**Work task**
In the data below, one line contains "before != self.fullscreen" and a later one contains "needs it off).". Print both, with every line between them, exactly and alone.

**Material to process**

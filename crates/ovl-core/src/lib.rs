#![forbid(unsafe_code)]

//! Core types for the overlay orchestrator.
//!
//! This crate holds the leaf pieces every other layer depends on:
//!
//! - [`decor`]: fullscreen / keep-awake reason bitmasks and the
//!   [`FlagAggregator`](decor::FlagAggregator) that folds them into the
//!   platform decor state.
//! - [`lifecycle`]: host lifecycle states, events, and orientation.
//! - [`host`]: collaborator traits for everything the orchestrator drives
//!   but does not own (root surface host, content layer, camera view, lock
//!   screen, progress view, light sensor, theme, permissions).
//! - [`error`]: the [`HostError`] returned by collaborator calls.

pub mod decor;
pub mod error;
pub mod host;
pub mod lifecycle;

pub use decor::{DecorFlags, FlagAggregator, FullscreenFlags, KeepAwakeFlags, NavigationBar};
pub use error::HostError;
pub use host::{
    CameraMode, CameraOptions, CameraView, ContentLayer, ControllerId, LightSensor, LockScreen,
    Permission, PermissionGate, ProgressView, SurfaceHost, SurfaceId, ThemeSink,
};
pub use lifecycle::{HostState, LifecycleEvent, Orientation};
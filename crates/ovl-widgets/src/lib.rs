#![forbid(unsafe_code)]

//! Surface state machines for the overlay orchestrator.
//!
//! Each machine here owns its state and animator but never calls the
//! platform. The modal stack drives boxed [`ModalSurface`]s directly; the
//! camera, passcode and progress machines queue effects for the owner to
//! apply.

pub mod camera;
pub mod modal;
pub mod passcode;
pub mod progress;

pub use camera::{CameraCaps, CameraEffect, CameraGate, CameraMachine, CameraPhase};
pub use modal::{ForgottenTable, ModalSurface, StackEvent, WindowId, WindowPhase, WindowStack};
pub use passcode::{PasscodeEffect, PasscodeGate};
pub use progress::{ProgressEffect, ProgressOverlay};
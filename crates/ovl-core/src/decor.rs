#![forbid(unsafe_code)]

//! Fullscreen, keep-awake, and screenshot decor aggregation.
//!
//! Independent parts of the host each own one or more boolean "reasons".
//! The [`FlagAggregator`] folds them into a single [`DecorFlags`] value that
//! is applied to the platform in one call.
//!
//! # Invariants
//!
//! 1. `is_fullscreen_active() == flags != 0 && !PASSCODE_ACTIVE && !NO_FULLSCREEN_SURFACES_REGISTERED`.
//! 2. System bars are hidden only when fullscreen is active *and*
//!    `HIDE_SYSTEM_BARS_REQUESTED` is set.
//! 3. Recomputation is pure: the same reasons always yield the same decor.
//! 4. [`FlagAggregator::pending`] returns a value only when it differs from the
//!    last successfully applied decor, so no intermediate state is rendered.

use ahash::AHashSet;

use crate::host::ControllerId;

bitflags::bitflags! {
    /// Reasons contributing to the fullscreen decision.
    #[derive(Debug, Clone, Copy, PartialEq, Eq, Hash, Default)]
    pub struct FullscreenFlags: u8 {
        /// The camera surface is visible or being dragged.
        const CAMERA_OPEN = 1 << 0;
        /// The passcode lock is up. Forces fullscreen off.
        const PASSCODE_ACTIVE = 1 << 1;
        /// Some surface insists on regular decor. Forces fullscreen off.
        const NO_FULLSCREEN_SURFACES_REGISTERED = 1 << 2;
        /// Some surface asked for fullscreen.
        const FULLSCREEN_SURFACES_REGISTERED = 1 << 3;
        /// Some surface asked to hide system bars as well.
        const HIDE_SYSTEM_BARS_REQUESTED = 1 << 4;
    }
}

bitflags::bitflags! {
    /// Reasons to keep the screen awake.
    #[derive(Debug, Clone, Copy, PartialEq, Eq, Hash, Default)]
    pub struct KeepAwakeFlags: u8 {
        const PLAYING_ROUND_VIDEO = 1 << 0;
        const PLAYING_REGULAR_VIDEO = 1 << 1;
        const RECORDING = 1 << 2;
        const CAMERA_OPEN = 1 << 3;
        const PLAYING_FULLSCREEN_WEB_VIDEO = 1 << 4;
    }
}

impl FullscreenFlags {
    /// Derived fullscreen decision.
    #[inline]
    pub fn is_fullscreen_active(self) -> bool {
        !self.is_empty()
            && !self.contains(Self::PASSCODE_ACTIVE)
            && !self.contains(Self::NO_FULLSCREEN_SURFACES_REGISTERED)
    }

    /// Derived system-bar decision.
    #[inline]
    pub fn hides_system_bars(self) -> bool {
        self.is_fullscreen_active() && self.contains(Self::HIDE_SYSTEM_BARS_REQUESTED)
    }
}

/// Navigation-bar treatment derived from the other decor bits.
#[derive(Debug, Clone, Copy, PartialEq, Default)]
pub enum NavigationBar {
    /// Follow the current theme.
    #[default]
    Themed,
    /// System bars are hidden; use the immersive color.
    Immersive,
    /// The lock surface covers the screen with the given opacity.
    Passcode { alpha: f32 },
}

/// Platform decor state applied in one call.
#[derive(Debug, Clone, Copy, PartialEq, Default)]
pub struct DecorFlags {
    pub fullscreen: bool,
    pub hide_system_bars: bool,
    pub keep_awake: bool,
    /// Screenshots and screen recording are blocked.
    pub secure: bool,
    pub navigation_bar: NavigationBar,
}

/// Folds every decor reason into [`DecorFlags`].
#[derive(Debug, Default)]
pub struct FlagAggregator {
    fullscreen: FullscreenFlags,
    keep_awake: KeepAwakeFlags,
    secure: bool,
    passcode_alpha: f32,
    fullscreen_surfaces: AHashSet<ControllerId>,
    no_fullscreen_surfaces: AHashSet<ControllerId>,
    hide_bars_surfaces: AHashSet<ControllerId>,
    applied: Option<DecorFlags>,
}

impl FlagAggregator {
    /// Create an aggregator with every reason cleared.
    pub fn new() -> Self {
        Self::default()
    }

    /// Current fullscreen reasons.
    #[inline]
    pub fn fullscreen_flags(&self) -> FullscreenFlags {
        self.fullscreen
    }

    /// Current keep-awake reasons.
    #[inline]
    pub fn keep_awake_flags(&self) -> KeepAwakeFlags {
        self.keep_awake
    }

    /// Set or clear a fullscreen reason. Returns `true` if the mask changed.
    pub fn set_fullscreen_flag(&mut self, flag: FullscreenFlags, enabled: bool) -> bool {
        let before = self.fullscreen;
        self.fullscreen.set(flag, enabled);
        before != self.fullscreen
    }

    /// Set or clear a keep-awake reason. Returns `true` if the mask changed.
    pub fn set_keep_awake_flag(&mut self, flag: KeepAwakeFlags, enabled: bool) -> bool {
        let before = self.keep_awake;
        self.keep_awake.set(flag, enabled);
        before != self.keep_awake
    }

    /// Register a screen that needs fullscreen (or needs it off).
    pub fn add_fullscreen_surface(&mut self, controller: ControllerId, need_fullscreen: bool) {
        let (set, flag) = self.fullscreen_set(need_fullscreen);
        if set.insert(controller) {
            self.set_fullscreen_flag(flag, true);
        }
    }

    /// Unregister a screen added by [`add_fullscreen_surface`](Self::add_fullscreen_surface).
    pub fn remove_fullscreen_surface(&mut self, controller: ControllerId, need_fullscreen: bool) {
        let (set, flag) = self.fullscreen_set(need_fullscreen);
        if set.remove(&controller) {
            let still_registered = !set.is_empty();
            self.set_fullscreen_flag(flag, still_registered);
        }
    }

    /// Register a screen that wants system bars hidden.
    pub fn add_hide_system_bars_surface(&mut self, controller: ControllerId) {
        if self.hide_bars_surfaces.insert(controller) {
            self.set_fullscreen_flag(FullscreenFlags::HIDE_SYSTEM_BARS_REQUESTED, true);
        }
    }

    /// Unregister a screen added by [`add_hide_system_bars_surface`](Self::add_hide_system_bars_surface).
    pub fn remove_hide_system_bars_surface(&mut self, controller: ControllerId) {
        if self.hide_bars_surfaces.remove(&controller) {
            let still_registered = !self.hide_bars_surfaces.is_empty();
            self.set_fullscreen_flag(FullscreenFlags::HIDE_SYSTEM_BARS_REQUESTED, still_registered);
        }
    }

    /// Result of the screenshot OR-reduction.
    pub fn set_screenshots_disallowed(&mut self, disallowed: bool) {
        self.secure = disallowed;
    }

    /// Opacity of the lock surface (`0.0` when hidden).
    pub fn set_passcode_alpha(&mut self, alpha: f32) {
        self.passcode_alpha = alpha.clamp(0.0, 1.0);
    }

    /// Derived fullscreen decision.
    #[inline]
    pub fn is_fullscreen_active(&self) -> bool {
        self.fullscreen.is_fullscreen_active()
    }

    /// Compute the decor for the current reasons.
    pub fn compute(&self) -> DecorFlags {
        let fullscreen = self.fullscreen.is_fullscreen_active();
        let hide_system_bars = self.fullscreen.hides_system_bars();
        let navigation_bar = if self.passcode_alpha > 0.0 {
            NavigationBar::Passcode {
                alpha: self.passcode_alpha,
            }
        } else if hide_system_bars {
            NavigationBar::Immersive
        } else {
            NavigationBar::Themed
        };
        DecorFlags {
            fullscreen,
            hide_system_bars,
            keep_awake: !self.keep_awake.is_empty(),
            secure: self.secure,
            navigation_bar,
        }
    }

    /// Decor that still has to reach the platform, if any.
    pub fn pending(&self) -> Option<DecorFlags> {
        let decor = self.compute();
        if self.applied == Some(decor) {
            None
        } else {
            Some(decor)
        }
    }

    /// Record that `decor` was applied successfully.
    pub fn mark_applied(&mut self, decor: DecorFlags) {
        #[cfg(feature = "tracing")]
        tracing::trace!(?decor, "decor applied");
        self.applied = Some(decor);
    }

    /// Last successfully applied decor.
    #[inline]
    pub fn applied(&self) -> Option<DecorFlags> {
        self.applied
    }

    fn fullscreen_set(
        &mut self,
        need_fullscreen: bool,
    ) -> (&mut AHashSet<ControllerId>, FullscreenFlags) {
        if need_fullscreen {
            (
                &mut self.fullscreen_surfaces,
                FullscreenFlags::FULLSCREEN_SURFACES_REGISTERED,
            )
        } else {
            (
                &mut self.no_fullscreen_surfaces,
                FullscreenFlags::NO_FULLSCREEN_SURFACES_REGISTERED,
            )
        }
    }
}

**Problem solution**
        before != self.fullscreen
    }

    /// Set or clear a keep-awake reason. Returns `true` if the mask changed.
    pub fn set_keep_awake_flag(&mut self, flag: KeepAwakeFlags, enabled: bool) -> bool {
        let before = self.keep_awake;
        self.keep_awake.set(flag, enabled);
        before != self.keep_awake
    }

    /// Register a screen that needs fullscreen (or needs it off).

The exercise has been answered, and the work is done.